Data Start Marker

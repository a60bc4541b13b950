use std::io;

use axum::{
    Json,
    body::Body,
    extract::{
        Path, Query, State,
        rejection::QueryRejection,
    },
    http::{HeaderValue, StatusCode, header},
    response::{IntoResponse, Response},
};
use futures::TryStreamExt;
use imgrepo_core::{
    RepoError,
    transfer::{chunk_count, encode_transfer, framed_reader},
};
use imgrepo_model::{
    ApiResponse, DownloadQuery, ImageID, ListQuery, ListResponse,
    TRANSFER_CONTENT_TYPE, UploadHeader, UploadResponse,
};
use tokio_util::io::StreamReader;
use tracing::{debug, info};

use crate::{
    handlers::BearerToken,
    infra::{
        app_state::AppState,
        errors::{AppError, AppResult},
    },
};

/// Receive a framed upload. The session token travels in the header frame,
/// so this route takes no `Authorization` header.
pub async fn upload_image(
    State(state): State<AppState>,
    body: Body,
) -> AppResult<(StatusCode, Json<ApiResponse<UploadResponse>>)> {
    let reader = StreamReader::new(body.into_data_stream().map_err(io::Error::other));
    let frames = framed_reader::<UploadHeader, _>(reader);

    let id = state.service.upload_image(frames).await?;
    Ok((
        StatusCode::CREATED,
        Json(ApiResponse::success(UploadResponse { id })),
    ))
}

/// Stream an image back as header then chunks. Every failure is decided
/// before the body starts, so errors keep their JSON shape and status code.
pub async fn download_image(
    State(state): State<AppState>,
    token: BearerToken,
    Path(id): Path<String>,
    query: Result<Query<DownloadQuery>, QueryRejection>,
) -> AppResult<Response> {
    let Query(query) = query.map_err(|rejection| AppError::bad_request(rejection.body_text()))?;
    let id: ImageID = id.parse().map_err(RepoError::from)?;

    let image = state
        .service
        .download_image(token.as_str(), query.requester.as_deref(), id)
        .await?;

    let chunks = chunk_count(image.data.len());
    info!(image_id = %id, bytes = image.data.len(), chunks, "streaming download");

    let body = Body::from_stream(encode_transfer(image.record, image.data));
    Ok((
        [(
            header::CONTENT_TYPE,
            HeaderValue::from_static(TRANSFER_CONTENT_TYPE),
        )],
        body,
    )
        .into_response())
}

pub async fn list_images(
    State(state): State<AppState>,
    token: BearerToken,
    query: Result<Query<ListQuery>, QueryRejection>,
) -> AppResult<Json<ApiResponse<ListResponse>>> {
    let Query(query) = query.map_err(|rejection| AppError::bad_request(rejection.body_text()))?;
    debug!(?query, "list images");

    let images = state
        .service
        .list_images(
            token.as_str(),
            query.requester.as_deref(),
            query.page_size.unwrap_or(0),
            query.cursor,
        )
        .await?;

    Ok(Json(ApiResponse::success(ListResponse { images })))
}
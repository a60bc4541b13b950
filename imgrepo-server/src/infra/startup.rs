//! Backend composition. Each port gets exactly one implementation chosen by
//! the configured storage backend.

use std::sync::Arc;
use std::time::Duration;

use anyhow::Context;
use imgrepo_config::{Config, StorageBackend};
use imgrepo_core::auth::{AuthCrypto, CredentialService};
use imgrepo_core::database::{MIGRATOR, PostgresImageRepository, PostgresUserRepository};
use imgrepo_core::infra::{
    BlobCacheRoot, CacacheBlobStore, InMemoryBlobStore, InMemoryImageRepository,
    InMemorySessionStore, InMemoryUserRepository, RedisSessionStore,
};
use imgrepo_core::{ImageRegistry, RegistryOptions};
use sqlx::PgPool;
use sqlx::postgres::PgPoolOptions;
use tracing::info;

use crate::service::RepositoryService;

/// Tunables shared by every backend family.
#[derive(Debug, Clone)]
pub struct ServiceSettings {
    pub session_ttl: Duration,
    pub registry: RegistryOptions,
    pub max_image_bytes: usize,
}

impl Default for ServiceSettings {
    fn default() -> Self {
        Self {
            session_ttl: Duration::from_secs(30 * 60),
            registry: RegistryOptions::default(),
            max_image_bytes: 64 * 1024 * 1024,
        }
    }
}

impl From<&Config> for ServiceSettings {
    fn from(config: &Config) -> Self {
        let repo = &config.repository;
        Self {
            session_ttl: config.auth.session_ttl,
            registry: RegistryOptions {
                operation_timeout: repo.operation_timeout,
                default_page_size: repo.default_page_size,
                max_page_size: repo.max_page_size,
                compensate_failed_uploads: repo.compensate_failed_uploads,
            },
            max_image_bytes: repo.max_image_bytes,
        }
    }
}

/// Everything in process. Used by the `memory` backend and by tests.
pub fn in_memory_service(
    crypto: Arc<AuthCrypto>,
    settings: &ServiceSettings,
) -> RepositoryService {
    let users = CredentialService::new(Arc::new(InMemoryUserRepository::default()), crypto);
    let registry = ImageRegistry::new(
        Arc::new(InMemoryImageRepository::default()),
        Arc::new(InMemoryBlobStore::default()),
        settings.registry.clone(),
    );
    RepositoryService::new(
        Arc::new(users),
        Arc::new(InMemorySessionStore::new(settings.session_ttl)),
        registry,
        settings.max_image_bytes,
    )
}

pub async fn connect_pool(database_url: &str) -> anyhow::Result<PgPool> {
    PgPoolOptions::new()
        .max_connections(16)
        .acquire_timeout(Duration::from_secs(5))
        .connect(database_url)
        .await
        .context("failed to connect to PostgreSQL")
}

pub async fn run_migrations(pool: &PgPool) -> anyhow::Result<()> {
    MIGRATOR
        .run(pool)
        .await
        .context("failed to apply database migrations")?;
    info!("database migrations applied");
    Ok(())
}

/// PostgreSQL metadata and users, Redis sessions, cacache blobs.
pub async fn postgres_service(
    config: &Config,
    crypto: Arc<AuthCrypto>,
    settings: &ServiceSettings,
) -> anyhow::Result<RepositoryService> {
    let database_url = config
        .database
        .url
        .as_deref()
        .context("DATABASE_URL is required for the postgres backend")?;
    let redis_url = config
        .redis
        .as_ref()
        .map(|redis| redis.url.as_str())
        .context("REDIS_URL is required for the postgres backend")?;

    let pool = connect_pool(database_url).await?;
    run_migrations(&pool).await?;

    let sessions =
        RedisSessionStore::connect(redis_url, Arc::clone(&crypto), settings.session_ttl)
            .await
            .context("failed to connect session store")?;

    tokio::fs::create_dir_all(&config.storage.blob_root)
        .await
        .with_context(|| {
            format!(
                "failed to create blob store directory {}",
                config.storage.blob_root.display()
            )
        })?;
    let blobs = CacacheBlobStore::new(BlobCacheRoot::new(&config.storage.blob_root));

    let users = CredentialService::new(
        Arc::new(PostgresUserRepository::new(pool.clone())),
        crypto,
    );
    let registry = ImageRegistry::new(
        Arc::new(PostgresImageRepository::new(pool)),
        Arc::new(blobs),
        settings.registry.clone(),
    );

    Ok(RepositoryService::new(
        Arc::new(users),
        Arc::new(sessions),
        registry,
        settings.max_image_bytes,
    ))
}

pub async fn build_service(config: &Config) -> anyhow::Result<RepositoryService> {
    let crypto = Arc::new(
        AuthCrypto::new(&config.auth.password_pepper, &config.auth.token_key)
            .context("invalid authentication secrets")?,
    );
    let settings = ServiceSettings::from(config);

    info!(backend = %config.storage.backend, "composing storage backends");
    match config.storage.backend {
        StorageBackend::Memory => Ok(in_memory_service(crypto, &settings)),
        StorageBackend::Postgres => postgres_service(config, crypto, &settings).await,
    }
}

Data End Marker

Activity:
For this exercise, copy every line of the data that holds "StreamReader".

Solution for this problem:
use tokio_util::io::StreamReader;
    let reader = StreamReader::new(body.into_data_stream().map_err(io::Error::other));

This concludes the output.